• _WHAT TO PRODUCE_:
Go through the records below and count every line containing "debug". Reply with the count alone.

[Opening EXTRACTED RECORDS section]

//! Tracing subscriber setup for the binary

use std::io::{self, IsTerminal};

use anyhow::Result;
use tracing_subscriber::{fmt, layer::SubscriberExt, util::SubscriberInitExt, EnvFilter, Layer};

/// Default filter for a verbosity level
pub fn default_directive(verbosity: u8) -> &'static str {
    match verbosity {
        0 => "dmfusion=info,warn",
        1 => "dmfusion=debug,info",
        2 => "dmfusion=trace,debug",
        _ => "trace",
    }
}

/// Install the global subscriber
///
/// `RUST_LOG` takes precedence over `verbosity` when set.
pub fn init_logging(verbosity: u8, json_output: bool) -> Result<()> {
    let env_filter = EnvFilter::try_from_default_env()
        .unwrap_or_else(|_| EnvFilter::new(default_directive(verbosity)));

    if json_output {
        let json_layer = fmt::layer()
            .json()
            .with_current_span(true)
            .with_span_list(true)
            .with_filter(env_filter);

        tracing_subscriber::registry().with(json_layer).try_init()?;
    } else {
        let fmt_layer = fmt::layer()
            .with_target(false)
            .with_ansi(io::stderr().is_terminal())
            .with_writer(io::stderr)
            .with_filter(env_filter);

        tracing_subscriber::registry().with(fmt_layer).try_init()?;
    }

    Ok(())
}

[Closing EXTRACTED RECORDS section]

• _YOUR SOLUTION_:
2